Cantata. Tabatha Rumeur, Julie Charlet, les musicienne du groupe ASSURD et ensemble. Photographie : David Herrero

Cantata. Tabatha Rumeur, Julie Charlet, les musicienne du groupe ASSURD et ensemble. Photographie : David Herrero

Maybe singing and dancing and banging on something are the answer after all, according to Mauro Bigonzetti’s Cantata.

Instead of a moving wall, here we had an ambulating wall of oaky and resonant sound provided by the powerful voices and bodies of the Southern Italian musical collective ASSURD. Weaving in and out amongst the dancers on stage, the singers’ voices and instruments cried, yelled, lullaby-ed, coaxed, spat, spangled. And, along with the dancers, managed indeed to help us understand why we needed to be here, in Toulouse.

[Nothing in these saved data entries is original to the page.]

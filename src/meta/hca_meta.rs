//! CRI HCA (`.hca`): thin wrapper around [`HcaHeader::parse`], plumbing an
//! optional caller-supplied key (`StreamConfig::hca_key`, a supplemented
//! field — see SPEC_FULL.md §11) through to the decoder.

use super::Parser;
use crate::codecs::hca::{derive_key, Hca, HcaHeader};
use crate::stream::{MetaType, Stream};
use crate::streamfile::Streamfile;

/// Parser for CRI HCA streams.
#[derive(Debug, Default)]
pub struct HcaMeta;

impl HcaMeta {
    /// Parses and opens an HCA stream with an explicit key, bypassing the
    /// keyless default [`Parser::probe_and_open`] takes. Callers that know
    /// their key (from config or a successful [`Hca::test_key`]-style scan,
    /// see `codecs::hca::score_frame_checksum`) use this directly.
    #[must_use]
    pub fn open_with_key(sf: &mut dyn Streamfile, subsong: u32, key: Option<u64>) -> Option<Stream> {
        if super::normalize_subsong(subsong) != 1 {
            return None;
        }

        let header = HcaHeader::parse(sf, key)?;
        let channels = header.channels;
        if channels == 0 {
            return None;
        }

        let sample_rate = header.sample_rate;
        let block_size = header.block_size;
        let block_count = header.block_count;
        let data_offset = header.data_offset;

        let decoder = Hca { header: header.clone() };
        let num_samples = decoder.bytes_to_samples(u64::from(block_size) * u64::from(block_count), channels) as u32;

        let mut stream = Stream::allocate(channels, MetaType::Hca, crate::codecs::CodingType::Hca, Box::new(decoder));
        stream.sample_rate = sample_rate;
        stream.num_samples = num_samples;
        stream.frame_size = u64::from(block_size);
        stream.stream_size = u64::from(block_size) * u64::from(block_count);
        stream.stream_index = 1;
        stream.num_streams = 1;
        stream.layout_type = crate::layout::Layout::None;

        stream.open_stream(sf, data_offset);
        Some(stream)
    }

    /// Like [`open_with_key`](Self::open_with_key), but derives the numeric
    /// key from an ASCII keystring (e.g. `"mituba"`) via
    /// [`derive_key`](crate::codecs::hca::derive_key) first.
    #[must_use]
    pub fn open_with_keystring(sf: &mut dyn Streamfile, subsong: u32, keystring: &str) -> Option<Stream> {
        Self::open_with_key(sf, subsong, Some(derive_key(keystring)))
    }
}

impl Parser for HcaMeta {
    fn name(&self) -> &'static str {
        "CRI HCA"
    }

    fn probe_and_open(&self, sf: &mut dyn Streamfile, subsong: u32) -> Option<Stream> {
        Self::open_with_key(sf, subsong, None)
    }
}

#[cfg(test)]
mod test {
    use super::{HcaMeta, Parser};
    use crate::streamfile::SliceFile;

    #[test]
    fn rejects_missing_magic() {
        let mut sf = SliceFile::new(vec![0u8; 64], "t.hca");
        assert!(HcaMeta.probe_and_open(&mut sf, 0).is_none());
    }
}
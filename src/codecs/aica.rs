//! Yamaha AICA ADPCM, the 4-bit codec used by the Dreamcast's AICA sound
//! chip. Same delta/sign nibble shape as the other ADPCM codecs in this
//! module, but with its own 8-entry step-scaling table and a 127..=24576
//! step range.

use super::{ChannelState, CodecState, Decoder};

const SCALE_STEP: [i32; 8] = [230, 230, 230, 230, 307, 409, 512, 614];

/// Yamaha AICA ADPCM decoder.
#[derive(Debug, Default)]
pub struct Aica;

impl Decoder for Aica {
    fn decode(
        &mut self,
        ch: &mut ChannelState,
        out: &mut [i32],
        first_sample: u32,
        samples_to_do: u32,
        channels: u8,
        channel_index: u8,
    ) {
        let (mut hist, mut step) = match ch.codec {
            CodecState::Adpcm { hist1, hist2 } => (hist1, if hist2 == 0 { 127 } else { hist2 }),
            _ => (0, 127),
        };

        let nibble_base = ch.frame_offset + u64::from(first_sample);

        for k in 0..samples_to_do {
            let nibble_pos = nibble_base + u64::from(k);
            let byte_offset = ch.start_offset + nibble_pos / 2;
            let mut byte = [0u8; 1];
            ch.streamfile.read(&mut byte, byte_offset);
            let nibble = if nibble_pos % 2 == 0 { byte[0] & 0x0F } else { byte[0] >> 4 };

            let sign = nibble & 0x08;
            let magnitude = i32::from(nibble & 0x07);
            let mut delta = (step * ((magnitude << 1) + 1)) >> 3;
            if sign != 0 {
                delta = -delta;
            }

            let sample = (hist + delta).clamp(i32::from(i16::MIN), i32::from(i16::MAX));
            hist = sample;
            step = (step * SCALE_STEP[magnitude as usize] >> 8).clamp(127, 24576);

            out[(channel_index as usize) + (channels as usize) * (k as usize)] = sample;
        }

        ch.frame_offset = nibble_base + u64::from(samples_to_do);
        ch.offset = ch.start_offset + ch.frame_offset / 2;
        ch.codec = CodecState::Adpcm { hist1: hist, hist2: step };
    }

    fn reset(&mut self, ch: &mut ChannelState) {
        ch.codec = CodecState::Adpcm { hist1: 0, hist2: 127 };
    }

    fn seek(&mut self, ch: &mut ChannelState, sample: u32) {
        self.reset(ch);
        if sample > 0 {
            let mut discard = vec![0i32; sample as usize];
            self.decode(ch, &mut discard, 0, sample, 1, 0);
        }
    }

    fn bytes_to_samples(&self, bytes: u64, channels: u8) -> u64 {
        bytes * 2 / u64::from(channels.max(1))
    }
}

#[cfg(test)]
mod test {
    use super::{Aica, Decoder};
    use crate::codecs::ChannelState;
    use crate::streamfile::SliceFile;

    #[test]
    fn decodes_silent_nibbles_to_zero() {
        let sf = SliceFile::new(vec![0u8; 4], "t.adx");
        let mut ch = ChannelState::new(Box::new(sf), 0);
        let mut decoder = Aica;
        let mut out = [0i32; 8];

        decoder.decode(&mut ch, &mut out, 0, 8, 1, 0);

        assert!(out.iter().all(|&s| s == 0));
    }
}
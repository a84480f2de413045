//! `.m3u`-style sidecar tag reader (§11): a playlist file sitting next to a
//! set of streams can carry `# @KEY value` comment lines that apply either
//! globally or to the specific filename named by the preceding `# filename`
//! marker line.
//!
//! Format, one directive per line:
//! - `# @KEY value` before any `# filename` marker: a global tag, applied to
//!   every file in the playlist unless overridden per-file.
//! - `# filename.ext` (a comment line that isn't a `@KEY` line): names the
//!   file subsequent `@KEY` lines apply to, until the next such marker.
//! - Blank lines and plain (non-`#`) lines are ignored by the tag reader
//!   (the latter are the playlist's actual file list, consumed by the
//!   caller, not by this module).
//!
//! Keys are matched case-insensitively; values are the rest of the line
//! after the key, trimmed.

use std::collections::HashMap;

/// Tags parsed from one `.m3u` sidecar: global tags plus a per-file
/// override map, both keyed case-insensitively (keys are stored
/// lowercased).
#[derive(Clone, Debug, Default)]
pub struct TagReader {
    global: HashMap<String, String>,
    per_file: HashMap<String, HashMap<String, String>>,
}

impl TagReader {
    /// Parses `contents` (the full text of a `.m3u` file).
    #[must_use]
    pub fn parse(contents: &str) -> Self {
        let mut reader = Self::default();
        let mut current_file: Option<String> = None;

        for line in contents.lines() {
            let line = line.trim();
            let Some(comment) = line.strip_prefix('#') else {
                continue;
            };
            let comment = comment.trim();

            if let Some(rest) = comment.strip_prefix('@') {
                let Some((key, value)) = rest.split_once([' ', '\t']) else {
                    continue;
                };
                let key = key.trim().to_ascii_lowercase();
                let value = value.trim().to_string();
                match &current_file {
                    Some(file) => {
                        let _ = reader.per_file.entry(file.clone()).or_default().insert(key, value);
                    }
                    None => {
                        let _ = reader.global.insert(key, value);
                    }
                }
            } else if !comment.is_empty() {
                current_file = Some(comment.to_string());
            }
        }

        reader
    }

    /// Looks up `key` (case-insensitive) for `filename`, falling back to the
    /// global value if the file has no override.
    #[must_use]
    pub fn get(&self, filename: &str, key: &str) -> Option<&str> {
        let key = key.to_ascii_lowercase();
        self.per_file
            .get(filename)
            .and_then(|tags| tags.get(&key))
            .or_else(|| self.global.get(&key))
            .map(String::as_str)
    }

    /// The global tag value for `key`, ignoring any per-file overrides.
    #[must_use]
    pub fn get_global(&self, key: &str) -> Option<&str> {
        self.global.get(&key.to_ascii_lowercase()).map(String::as_str)
    }
}

#[cfg(test)]
mod test {
    use super::TagReader;

    #[test]
    fn reads_global_tag() {
        let reader = TagReader::parse("# @title My Soundtrack\nsong1.vag\nsong2.vag\n");
        assert_eq!(reader.get("song1.vag", "title"), Some("My Soundtrack"));
        assert_eq!(reader.get("song2.vag", "title"), Some("My Soundtrack"));
    }

    #[test]
    fn per_file_overrides_global() {
        let input = "# @artist Default Artist\n\
                      # song1.vag\n\
                      # @artist Special Artist\n\
                      song1.vag\n\
                      song2.vag\n";
        let reader = TagReader::parse(input);
        assert_eq!(reader.get("song1.vag", "artist"), Some("Special Artist"));
        assert_eq!(reader.get("song2.vag", "artist"), Some("Default Artist"));
    }

    #[test]
    fn key_matching_is_case_insensitive() {
        let reader = TagReader::parse("# @TITLE Loud\n");
        assert_eq!(reader.get("anything", "title"), Some("Loud"));
        assert_eq!(reader.get_global("Title"), Some("Loud"));
    }

    #[test]
    fn ignores_plain_lines() {
        let reader = TagReader::parse("not a comment\nsong.vag\n");
        assert_eq!(reader.get("song.vag", "title"), None);
    }
}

At first, you kind of go: uh, oh. Chorale singing, an accordion being squeezed onstage by a small and loud barefoot woman, women dancers who twist alone and twitch if lifted. Back on the ground, they return to poses that make them look like arthritic trees that died from thirst. After a bunch of men dump them in a pile atop each other, the women continue to squirm, bite their hands, and put fingers in their mouths to pull at the skin of their faces. Ah, got it, Southern Italy. Tarantula bites. Means more madness, eh? But these gestures – just at the moment when I went “uh oh” yet one more time – continued down a Forsythian path, setting off major locomotion.

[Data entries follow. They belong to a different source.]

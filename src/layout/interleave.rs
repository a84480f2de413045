//! Interleaved layout: `[ch0 block][ch1 block]...[chN-1 block][ch0 block]...`
//!
//! Render proceeds in chunks bounded by block boundaries: for
//! each channel the engine points `ChannelState` at this chunk's block,
//! calls the codec for up to the block's sample count, then moves to the
//! next chunk.

use crate::codecs::{ChannelState, Decoder};

/// Byte-layout parameters for one interleaved stream. `first_block_size`/
/// `last_block_size` of `0` mean "same as `block_size`" (the common case);
/// non-zero values handle the short-first/short-last-block edge cases.
#[derive(Debug, Clone, Copy)]
pub struct InterleaveParams {
    /// Absolute offset of the first byte of channel 0's first block.
    pub data_start: u64,
    /// Bytes per channel per block.
    pub block_size: u64,
    /// Override for the size of the very first block (0 = `block_size`).
    pub first_block_size: u64,
    /// Bytes to skip into the first block before channel data starts
    /// (e.g. an embedded sub-header).
    pub first_skip: u64,
    /// Samples decoded from one full `block_size` block.
    pub samples_per_block: u32,
}

impl InterleaveParams {
    fn block_size_for(&self, block_index: u64) -> u64 {
        if block_index == 0 && self.first_block_size != 0 {
            self.first_block_size
        } else {
            self.block_size
        }
    }
}

pub(super) fn decode(
    params: &InterleaveParams,
    decoder: &mut dyn Decoder,
    channels: &mut [ChannelState],
    current_sample: u32,
    out: &mut [i32],
    samples_to_do: u32,
) {
    let nch = channels.len() as u8;
    let spb = params.samples_per_block.max(1);
    let mut done = 0u32;

    while done < samples_to_do {
        let global_sample = current_sample + done;
        let block_index = u64::from(global_sample / spb);
        let pos_in_block = global_sample % spb;
        let this_block_size = params.block_size_for(block_index);
        let chunk = (spb - pos_in_block).min(samples_to_do - done);

        let skip = if block_index == 0 { params.first_skip } else { 0 };
        let block_base = params.data_start + block_index * params.block_size * u64::from(nch) + skip;

        for (i, ch) in channels.iter_mut().enumerate() {
            // Codecs anchor `first_sample` off either field depending on
            // family (PCM/companding use `offset`, the ADPCM family uses
            // `start_offset`); set both to the block's start so either
            // convention lands at the same byte.
            ch.start_offset = block_base + (i as u64) * this_block_size;
            ch.offset = ch.start_offset;
        }

        let out_offset = (done as usize) * (nch as usize);
        for (i, ch) in channels.iter_mut().enumerate() {
            decoder.decode(ch, &mut out[out_offset..], pos_in_block, chunk, nch, i as u8);
        }

        done += chunk;
    }
}

#[cfg(test)]
mod test {
    use super::{decode, InterleaveParams};
    use crate::codecs::{pcm::Pcm16, ChannelState};
    use crate::streamfile::SliceFile;

    #[test]
    fn splits_stereo_blocks_per_channel() {
        // two channels, block_size=4 bytes (2 samples of PCM16), data is
        // ch0 block [1,2], ch1 block [10,20], ch0 block [3,4], ch1 block [30,40]
        let mut data = Vec::new();
        for v in [1i16, 2, 10, 20, 3, 4, 30, 40] {
            data.extend_from_slice(&v.to_le_bytes());
        }
        let params = InterleaveParams {
            data_start: 0,
            block_size: 4,
            first_block_size: 0,
            first_skip: 0,
            samples_per_block: 2,
        };

        let mut channels = vec![
            ChannelState::new(Box::new(SliceFile::new(data.clone(), "t.bin")), 0),
            ChannelState::new(Box::new(SliceFile::new(data, "t.bin")), 0),
        ];
        let mut decoder = Pcm16 { big_endian: false };
        let mut out = [0i32; 8];

        decode(&params, &mut decoder, &mut channels, 0, &mut out, 4);

        assert_eq!(out, [1, 10, 2, 20, 3, 30, 4, 40]);
    }
}
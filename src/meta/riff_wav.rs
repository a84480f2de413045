//! Microsoft RIFF/WAVE (`.wav`): the base case every other PCM-in-RIFF
//! parser specializes. Reads the `fmt ` chunk for format tag/channels/
//! sample rate/bit depth, the `data` chunk for the sample body, and an
//! optional `smpl` chunk for loop points (the standard RIFF sampler chunk:
//! one or more loop records, each `[cue][type][start][end][fraction][play
//! count]`; this parser only needs the first record's start/end).

use super::Parser;
use crate::codecs::companding::{ALaw, MuLaw};
use crate::codecs::ima::{Ima, ImaVariant};
use crate::codecs::ms_adpcm::MsAdpcm;
use crate::codecs::pcm::{Pcm16, Pcm24Le, Pcm32Le, Pcm8, PcmFloat};
use crate::codecs::{CodingType, Decoder};
use crate::stream::{MetaType, Stream};
use crate::streamfile::Streamfile;

const FMT_PCM: u16 = 0x0001;
const FMT_MS_ADPCM: u16 = 0x0002;
const FMT_FLOAT: u16 = 0x0003;
const FMT_ALAW: u16 = 0x0006;
const FMT_MULAW: u16 = 0x0007;
const FMT_IMA_ADPCM: u16 = 0x0011;

/// Parser for standard RIFF/WAVE containers.
#[derive(Debug, Default)]
pub struct RiffWave;

fn resolve_codec(format_tag: u16, bits_per_sample: u16, block_align: u64) -> Option<(CodingType, Box<dyn Decoder>)> {
    Some(match format_tag {
        FMT_PCM if bits_per_sample == 8 => (CodingType::Pcm8, Box::new(Pcm8 { unsigned: true })),
        FMT_PCM if bits_per_sample == 16 => (CodingType::PcmS16Le, Box::new(Pcm16 { big_endian: false })),
        FMT_PCM if bits_per_sample == 24 => (CodingType::PcmS24Le, Box::new(Pcm24Le)),
        FMT_PCM if bits_per_sample == 32 => (CodingType::PcmS32Le, Box::new(Pcm32Le)),
        FMT_FLOAT if bits_per_sample == 32 => (CodingType::PcmFloat, Box::new(PcmFloat)),
        FMT_ALAW => (CodingType::ALaw, Box::new(ALaw)),
        FMT_MULAW => (CodingType::MuLaw, Box::new(MuLaw)),
        FMT_IMA_ADPCM => (CodingType::MsIma, Box::new(Ima { variant: ImaVariant::ms(block_align) })),
        FMT_MS_ADPCM => (CodingType::MsAdpcm, Box::new(MsAdpcm { block_align })),
        _ => return None,
    })
}

impl Parser for RiffWave {
    fn name(&self) -> &'static str {
        "RIFF/WAVE"
    }

    fn probe_and_open(&self, sf: &mut dyn Streamfile, subsong: u32) -> Option<Stream> {
        if !crate::io::is_id32be(0, sf, "RIFF") || !crate::io::is_id32be(8, sf, "WAVE") {
            return None;
        }
        if super::normalize_subsong(subsong) != 1 {
            return None;
        }

        let (fmt_offset, fmt_size) = crate::io::find_chunk(sf, "fmt ", 12, true)?;
        if fmt_size < 16 {
            return None;
        }
        let format_tag = crate::io::read_u16le(sf, fmt_offset);
        let channels = crate::io::read_u16le(sf, fmt_offset + 2) as u8;
        let sample_rate = crate::io::read_u32le(sf, fmt_offset + 4);
        let block_align = u64::from(crate::io::read_u16le(sf, fmt_offset + 12));
        let bits_per_sample = crate::io::read_u16le(sf, fmt_offset + 14);
        if channels == 0 || sample_rate == 0 {
            return None;
        }

        let (data_offset, data_size) = crate::io::find_chunk(sf, "data", 12, true)?;
        let (coding_type, decoder) = resolve_codec(format_tag, bits_per_sample, block_align)?;

        let bytes_per_sample = u8::try_from(bits_per_sample / 8).unwrap_or(2);
        let num_samples = decoder.bytes_to_samples(u64::from(data_size), channels).max(
            super::pcm_bytes_to_samples(u64::from(data_size), channels, bytes_per_sample),
        ) as u32;

        let mut stream = Stream::allocate(channels, MetaType::RiffWave, coding_type, decoder);
        stream.sample_rate = sample_rate;
        stream.num_samples = num_samples;
        stream.stream_size = u64::from(data_size);
        stream.frame_size = block_align;
        stream.stream_index = 1;
        stream.num_streams = 1;

        if block_align > 0 && channels > 1 && matches!(format_tag, FMT_MS_ADPCM) {
            // MS-ADPCM blocks are per-channel-interleaved at `block_align`
            // granularity handled inside the codec itself (it walks all
            // channels' headers from one shared cursor), so layout stays
            // `None` here; only PCM/IMA benefit from the interleave layout.
        } else if block_align > 0 && channels > 1 && !matches!(format_tag, FMT_IMA_ADPCM) {
            let samples_per_block = decoder_samples_per_block(coding_type, block_align, channels);
            stream.layout_type = crate::layout::Layout::Interleave(crate::layout::InterleaveParams {
                data_start: data_offset,
                block_size: block_align / u64::from(channels),
                first_block_size: 0,
                first_skip: 0,
                samples_per_block,
            });
        }

        stream.open_stream(sf, data_offset);

        if let Some((loop_start, loop_end)) = find_smpl_loop(sf) {
            stream.loop_flag = true;
            stream.loop_start_sample = loop_start;
            stream.loop_end_sample = loop_end.min(num_samples);
        }

        Some(stream)
    }
}

fn decoder_samples_per_block(coding_type: CodingType, block_align: u64, channels: u8) -> u32 {
    match coding_type {
        CodingType::Pcm8 => (block_align / u64::from(channels.max(1))) as u32,
        CodingType::PcmS16Le => (block_align / u64::from(channels.max(1)) / 2) as u32,
        _ => 1,
    }
}

/// Reads the first loop record of a `smpl` chunk, if present:
/// `[manufacturer][product][sample_period][midi_unity_note][midi_pitch_fraction]
/// [smpte_format][smpte_offset][num_sample_loops][sampler_data]` (36 bytes)
/// followed by `num_sample_loops` records of
/// `[cue_point][type][start][end][fraction][play_count]` (24 bytes each).
fn find_smpl_loop(sf: &mut dyn Streamfile) -> Option<(u32, u32)> {
    let (chunk_offset, chunk_size) = crate::io::find_chunk(sf, "smpl", 12, true)?;
    if chunk_size < 36 + 24 {
        return None;
    }
    let num_loops = crate::io::read_u32le(sf, chunk_offset + 28);
    if num_loops == 0 {
        return None;
    }
    let record_offset = chunk_offset + 36;
    let start = crate::io::read_u32le(sf, record_offset + 8);
    let end = crate::io::read_u32le(sf, record_offset + 12);
    Some((start, end))
}

#[cfg(test)]
mod test {
    use super::{Parser, RiffWave};
    use crate::streamfile::SliceFile;

    fn wav_header(channels: u16, sample_rate: u32, bits: u16, data: &[u8]) -> Vec<u8> {
        let mut out = Vec::new();
        out.extend_from_slice(b"RIFF");
        out.extend_from_slice(&(36 + data.len() as u32).to_le_bytes());
        out.extend_from_slice(b"WAVE");
        out.extend_from_slice(b"fmt ");
        out.extend_from_slice(&16u32.to_le_bytes());
        out.extend_from_slice(&1u16.to_le_bytes()); // PCM
        out.extend_from_slice(&channels.to_le_bytes());
        out.extend_from_slice(&sample_rate.to_le_bytes());
        out.extend_from_slice(&(sample_rate * u32::from(channels) * u32::from(bits) / 8).to_le_bytes());
        out.extend_from_slice(&(channels * bits / 8).to_le_bytes());
        out.extend_from_slice(&bits.to_le_bytes());
        out.extend_from_slice(b"data");
        out.extend_from_slice(&(data.len() as u32).to_le_bytes());
        out.extend_from_slice(data);
        out
    }

    #[test]
    fn parses_mono_pcm16() {
        let data = [1i16, 2, 3, 4].iter().flat_map(|v| v.to_le_bytes()).collect::<Vec<_>>();
        let mut sf = SliceFile::new(wav_header(1, 44100, 16, &data), "t.wav");
        let stream = RiffWave.probe_and_open(&mut sf, 0).expect("should parse");
        assert_eq!(stream.channels, 1);
        assert_eq!(stream.sample_rate, 44100);
        assert_eq!(stream.num_samples, 4);
    }

    #[test]
    fn rejects_non_riff() {
        let mut sf = SliceFile::new(vec![0u8; 16], "t.wav");
        assert!(RiffWave.probe_and_open(&mut sf, 0).is_none());
    }
}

The tammurriata and tammorra, like Ariadne’s thread, will lead our dancers back to the world of the living. Honey, the tinkly “tambourine,” as we know it from Balanchine, Mère Simone, and Bob Dylan, has nothing to do with the Kodo-ish propulsion of these gigantic hand-held objects. The rhythms are strict, not shimmied or approximate, nor is the dance. And what a fun sound to try to use your body to interpret!  Do a conga line bent over on your knees: march forward with your elbows hitting the ground like feet, chin in hand, then slap the floor with your palms. Feel your weight. Now we’re going somewhere.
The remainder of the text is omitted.